Formats rejected by the upstream endpoint during local direct-upload tests:

| Format | Result |
| --- | --- |
| ADTS AAC (`.aac`) | HTTP 500, ASR API error |
| AIFF | HTTP 500, ASR API error |
| CAF AAC | HTTP 500, ASR API error |
| Raw PCM stream | HTTP 500, ASR API error |
| SILK v3 (`#!SILK_V3`) | HTTP 500, ASR API error |
| WeChat/Tencent SILK (`0x02 + #!SILK_V3`) | HTTP 500, ASR API error |

Files with no recognizable audio extension should be uploaded with a known
`--content-type`; the CLI will add a matching multipart filename extension.
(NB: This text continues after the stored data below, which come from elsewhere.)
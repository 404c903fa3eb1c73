use chrono::{DateTime, Utc};
use serde::{Deserialize, Serialize};

/// A single normalized inbound message, owned by the buffer until drained.
#[derive(Debug, Clone, PartialEq, Serialize, Deserialize)]
pub struct Event {
    pub text: String,
    pub from_name: String,
    pub chat_id: String,
    pub message_id: i64,
    pub timestamp: DateTime<Utc>,
    pub source: Option<String>,
    pub voice_duration: Option<u32>,
}

impl Event {
    pub fn new(text: impl Into<String>, from_name: impl Into<String>, chat_id: impl Into<String>, message_id: i64) -> Self {
        Self {
            text: text.into(),
            from_name: from_name.into(),
            chat_id: chat_id.into(),
            message_id,
            timestamp: Utc::now(),
            source: None,
            voice_duration: None,
        }
    }
}

/// A persisted (user text, assistant response) pair. Never mutated after insert.
#[derive(Debug, Clone, PartialEq, Serialize, Deserialize)]
pub struct Turn {
    pub id: i64,
    pub chat_id: String,
    pub user_text: String,
    pub bot_response: String,
    pub duration_ms: Option<i64>,
    pub created_at: DateTime<Utc>,
}

/// At-most-one-per-chat recovery hint, consumed on read.
#[derive(Debug, Clone, PartialEq, Serialize, Deserialize)]
pub struct FallbackContext {
    pub chat_id: String,
    pub stdout: String,
    pub updated_at: DateTime<Utc>,
}

#[derive(Debug, Clone, Copy, PartialEq, Eq, Serialize, Deserialize)]
#[serde(rename_all = "lowercase")]
pub enum TodoPriority {
    High,
    Medium,
    Low,
}

impl TodoPriority {
    /// Lower rank sorts first: high < medium < low.
    pub fn rank(&self) -> u8 {
        match self {
            TodoPriority::High => 1,
            TodoPriority::Medium => 2,
            TodoPriority::Low => 3,
        }
    }

    pub fn as_str(&self) -> &'static str {
        match self {
            TodoPriority::High => "high",
            TodoPriority::Medium => "medium",
            TodoPriority::Low => "low",
        }
    }
}

impl std::str::FromStr for TodoPriority {
    type Err = String;

    fn from_str(s: &str) -> Result<Self, Self::Err> {
        match s {
            "high" => Ok(TodoPriority::High),
            "medium" => Ok(TodoPriority::Medium),
            "low" => Ok(TodoPriority::Low),
            other => Err(format!("unknown priority: {other}")),
        }
    }
}

#[derive(Debug, Clone, Copy, PartialEq, Eq, Serialize, Deserialize)]
#[serde(rename_all = "lowercase")]
pub enum TodoStatus {
    Pending,
    Done,
}

impl TodoStatus {
    pub fn as_str(&self) -> &'static str {
        match self {
            TodoStatus::Pending => "pending",
            TodoStatus::Done => "done",
        }
    }
}

impl std::str::FromStr for TodoStatus {
    type Err = String;

    fn from_str(s: &str) -> Result<Self, Self::Err> {
        match s {
            "pending" => Ok(TodoStatus::Pending),
            "done" => Ok(TodoStatus::Done),
            other => Err(format!("unknown status: {other}")),
        }
    }
}

#[derive(Debug, Clone, PartialEq, Serialize, Deserialize)]
pub struct TodoItem {
    pub id: i64,
    pub chat_id: String,
    pub title: String,
    pub due_date: Option<String>,
    pub priority: TodoPriority,
    pub status: TodoStatus,
    pub created_at: DateTime<Utc>,
    pub completed_at: Option<DateTime<Utc>>,
}

/// Opaque per-service credential blob; the core never parses `token_json`.
#[derive(Debug, Clone, PartialEq, Serialize, Deserialize)]
pub struct OAuthTokenRecord {
    pub service: String,
    pub token_json: String,
    pub updated_at: DateTime<Utc>,
}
You
can override it explicitly:

```bash
codex-asr raw-audio --content-type audio/wav --filename voice.wav
```

## Known limits

- Empty files return HTTP 500 with `Error in ASR API`
- One second of silence returns HTTP 200 with an empty transcript
- Very short non-silent clips can return unstable text
- `prompt`, `temperature`, and `timestamp_granularities` are accepted only for SDK compatibility
- Local short-WAV probes reached 96 concurrent requests without 429/5xx, but that is not a public API contract
- Keep long-audio REST usage bounded; the default is `--concurrency 16`
- The REST server defaults to a `50` MiB upload limit and a `300` second upstream request timeout

## Rust library

Library consumers that do not need the local REST server can avoid Axum/Tokio:

```toml
codex-asr = { version = "0.1", default-features = false }
```

```rust
use codex_asr::{CodexAsrClient, TranscribeOptions};

let client = CodexAsrClient::from_codex_home()?;
let result = client.transcribe_file("audio.wav", TranscribeOptions::default())?;
println!("{}", result.text);
# Ok::<(), Box<dyn std::error::Error>>(())
```

## Platforms

- CLI and library support macOS, Linux, and Windows
- Prebuilt binaries are published for Apple Silicon macOS, Intel macOS, Linux x64, Linux ARM64, and Windows x64
- `serve` is enabled by default; library users can disable it with `default-features = false`
- SILK support depends on an external `rust-silk` CLI; regular binaries do not bundle a decoder, while Docker images include one by default

## Run from source

```bash
cargo run -- --help
cargo run -- audio.wav --json
cargo run -- serve --api-key local_dev_key
```

## Visual assets

- The top `logo.png` was generated with `gpt-image-2-skill`
- `assets/codex.svg` and `assets/codex-color.svg` are from the
  [LobeHub Codex (OpenAI) icon](https://lobehub.com/icons/codex)
- `assets/codex-color-reference.png` is rendered from `assets/codex-color.svg`
  and was passed as the `--ref-image` when generating `logo.png`. Passing the
  SVG directly was rejected by the upstream image-editing API because it only
  accepts JPEG, PNG, GIF, and WebP reference images.